TASK PROMPT:
Reproduce exactly the lines below, from the first through the one containing "impl Default for TrustConfig", and nothing more.

EXTRACTED ENTRIES:

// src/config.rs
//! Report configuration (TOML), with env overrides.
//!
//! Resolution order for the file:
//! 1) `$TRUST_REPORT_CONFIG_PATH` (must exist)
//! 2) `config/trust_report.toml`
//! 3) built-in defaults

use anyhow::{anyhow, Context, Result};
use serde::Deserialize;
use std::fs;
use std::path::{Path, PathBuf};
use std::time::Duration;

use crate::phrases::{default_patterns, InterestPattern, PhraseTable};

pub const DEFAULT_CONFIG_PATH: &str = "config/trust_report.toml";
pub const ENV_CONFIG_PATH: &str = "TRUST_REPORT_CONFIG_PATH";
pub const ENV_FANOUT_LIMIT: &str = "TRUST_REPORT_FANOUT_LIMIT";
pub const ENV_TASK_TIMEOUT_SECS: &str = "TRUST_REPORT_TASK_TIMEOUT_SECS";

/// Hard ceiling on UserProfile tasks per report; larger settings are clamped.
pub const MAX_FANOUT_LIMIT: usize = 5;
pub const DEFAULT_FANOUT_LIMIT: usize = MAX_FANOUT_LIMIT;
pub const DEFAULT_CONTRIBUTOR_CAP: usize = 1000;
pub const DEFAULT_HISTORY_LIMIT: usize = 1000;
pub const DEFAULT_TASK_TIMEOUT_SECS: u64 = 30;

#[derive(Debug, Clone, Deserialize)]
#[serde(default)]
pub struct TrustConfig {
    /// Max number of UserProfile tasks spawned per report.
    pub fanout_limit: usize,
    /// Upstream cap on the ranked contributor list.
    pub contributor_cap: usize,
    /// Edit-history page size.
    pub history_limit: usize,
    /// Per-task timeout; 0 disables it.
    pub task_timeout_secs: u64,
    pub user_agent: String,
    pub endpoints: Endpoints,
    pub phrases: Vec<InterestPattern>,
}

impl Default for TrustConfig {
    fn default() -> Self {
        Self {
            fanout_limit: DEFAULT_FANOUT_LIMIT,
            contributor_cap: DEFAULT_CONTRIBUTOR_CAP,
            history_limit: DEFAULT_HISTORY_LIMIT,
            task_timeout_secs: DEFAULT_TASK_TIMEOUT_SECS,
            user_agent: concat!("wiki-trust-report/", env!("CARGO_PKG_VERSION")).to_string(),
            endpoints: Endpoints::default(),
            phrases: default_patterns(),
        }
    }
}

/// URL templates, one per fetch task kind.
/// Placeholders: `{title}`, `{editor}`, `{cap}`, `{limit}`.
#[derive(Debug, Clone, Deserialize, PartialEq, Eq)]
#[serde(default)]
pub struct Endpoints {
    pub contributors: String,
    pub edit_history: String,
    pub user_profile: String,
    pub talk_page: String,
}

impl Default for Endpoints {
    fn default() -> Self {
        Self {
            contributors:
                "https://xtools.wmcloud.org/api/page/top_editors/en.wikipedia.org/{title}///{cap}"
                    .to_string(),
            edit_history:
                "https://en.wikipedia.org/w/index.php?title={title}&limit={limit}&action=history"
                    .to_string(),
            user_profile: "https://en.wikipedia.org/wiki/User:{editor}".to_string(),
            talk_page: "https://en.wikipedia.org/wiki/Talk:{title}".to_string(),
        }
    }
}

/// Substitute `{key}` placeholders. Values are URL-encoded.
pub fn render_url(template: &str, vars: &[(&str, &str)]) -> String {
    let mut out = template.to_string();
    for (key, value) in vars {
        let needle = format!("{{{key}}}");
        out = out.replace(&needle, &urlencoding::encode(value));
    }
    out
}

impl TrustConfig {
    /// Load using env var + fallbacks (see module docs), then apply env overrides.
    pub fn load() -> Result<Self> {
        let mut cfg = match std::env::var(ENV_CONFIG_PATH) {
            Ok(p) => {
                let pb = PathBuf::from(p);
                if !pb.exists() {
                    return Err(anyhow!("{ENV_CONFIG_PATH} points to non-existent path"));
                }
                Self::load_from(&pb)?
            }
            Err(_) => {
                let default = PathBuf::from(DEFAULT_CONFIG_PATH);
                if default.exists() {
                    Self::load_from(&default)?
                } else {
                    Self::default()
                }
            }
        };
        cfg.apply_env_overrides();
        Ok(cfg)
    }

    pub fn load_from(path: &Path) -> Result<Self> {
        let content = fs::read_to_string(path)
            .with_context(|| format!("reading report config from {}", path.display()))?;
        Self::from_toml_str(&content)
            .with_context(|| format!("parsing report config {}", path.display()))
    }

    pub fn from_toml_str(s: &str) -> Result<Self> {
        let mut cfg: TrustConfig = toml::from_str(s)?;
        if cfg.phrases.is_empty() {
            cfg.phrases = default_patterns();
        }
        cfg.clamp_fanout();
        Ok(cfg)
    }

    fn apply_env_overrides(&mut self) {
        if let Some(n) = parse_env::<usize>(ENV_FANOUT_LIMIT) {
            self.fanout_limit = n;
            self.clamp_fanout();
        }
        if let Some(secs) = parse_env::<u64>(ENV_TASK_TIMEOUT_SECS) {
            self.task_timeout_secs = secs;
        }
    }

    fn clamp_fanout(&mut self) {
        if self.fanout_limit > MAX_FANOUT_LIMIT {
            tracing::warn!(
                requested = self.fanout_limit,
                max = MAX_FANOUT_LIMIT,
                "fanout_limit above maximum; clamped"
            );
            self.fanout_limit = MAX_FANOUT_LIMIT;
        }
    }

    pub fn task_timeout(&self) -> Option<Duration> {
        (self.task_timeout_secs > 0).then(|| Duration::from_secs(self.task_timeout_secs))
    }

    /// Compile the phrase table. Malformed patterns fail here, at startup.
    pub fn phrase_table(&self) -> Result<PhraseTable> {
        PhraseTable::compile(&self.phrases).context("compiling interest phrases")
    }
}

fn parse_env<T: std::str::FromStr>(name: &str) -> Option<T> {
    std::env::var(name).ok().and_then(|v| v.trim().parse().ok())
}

SOLVED EXERCISE:
// src/config.rs
//! Report configuration (TOML), with env overrides.
//!
//! Resolution order for the file:
//! 1) `$TRUST_REPORT_CONFIG_PATH` (must exist)
//! 2) `config/trust_report.toml`
//! 3) built-in defaults

use anyhow::{anyhow, Context, Result};
use serde::Deserialize;
use std::fs;
use std::path::{Path, PathBuf};
use std::time::Duration;

use crate::phrases::{default_patterns, InterestPattern, PhraseTable};

pub const DEFAULT_CONFIG_PATH: &str = "config/trust_report.toml";
pub const ENV_CONFIG_PATH: &str = "TRUST_REPORT_CONFIG_PATH";
pub const ENV_FANOUT_LIMIT: &str = "TRUST_REPORT_FANOUT_LIMIT";
pub const ENV_TASK_TIMEOUT_SECS: &str = "TRUST_REPORT_TASK_TIMEOUT_SECS";

/// Hard ceiling on UserProfile tasks per report; larger settings are clamped.
pub const MAX_FANOUT_LIMIT: usize = 5;
pub const DEFAULT_FANOUT_LIMIT: usize = MAX_FANOUT_LIMIT;
pub const DEFAULT_CONTRIBUTOR_CAP: usize = 1000;
pub const DEFAULT_HISTORY_LIMIT: usize = 1000;
pub const DEFAULT_TASK_TIMEOUT_SECS: u64 = 30;

#[derive(Debug, Clone, Deserialize)]
#[serde(default)]
pub struct TrustConfig {
    /// Max number of UserProfile tasks spawned per report.
    pub fanout_limit: usize,
    /// Upstream cap on the ranked contributor list.
    pub contributor_cap: usize,
    /// Edit-history page size.
    pub history_limit: usize,
    /// Per-task timeout; 0 disables it.
    pub task_timeout_secs: u64,
    pub user_agent: String,
    pub endpoints: Endpoints,
    pub phrases: Vec<InterestPattern>,
}

impl Default for TrustConfig {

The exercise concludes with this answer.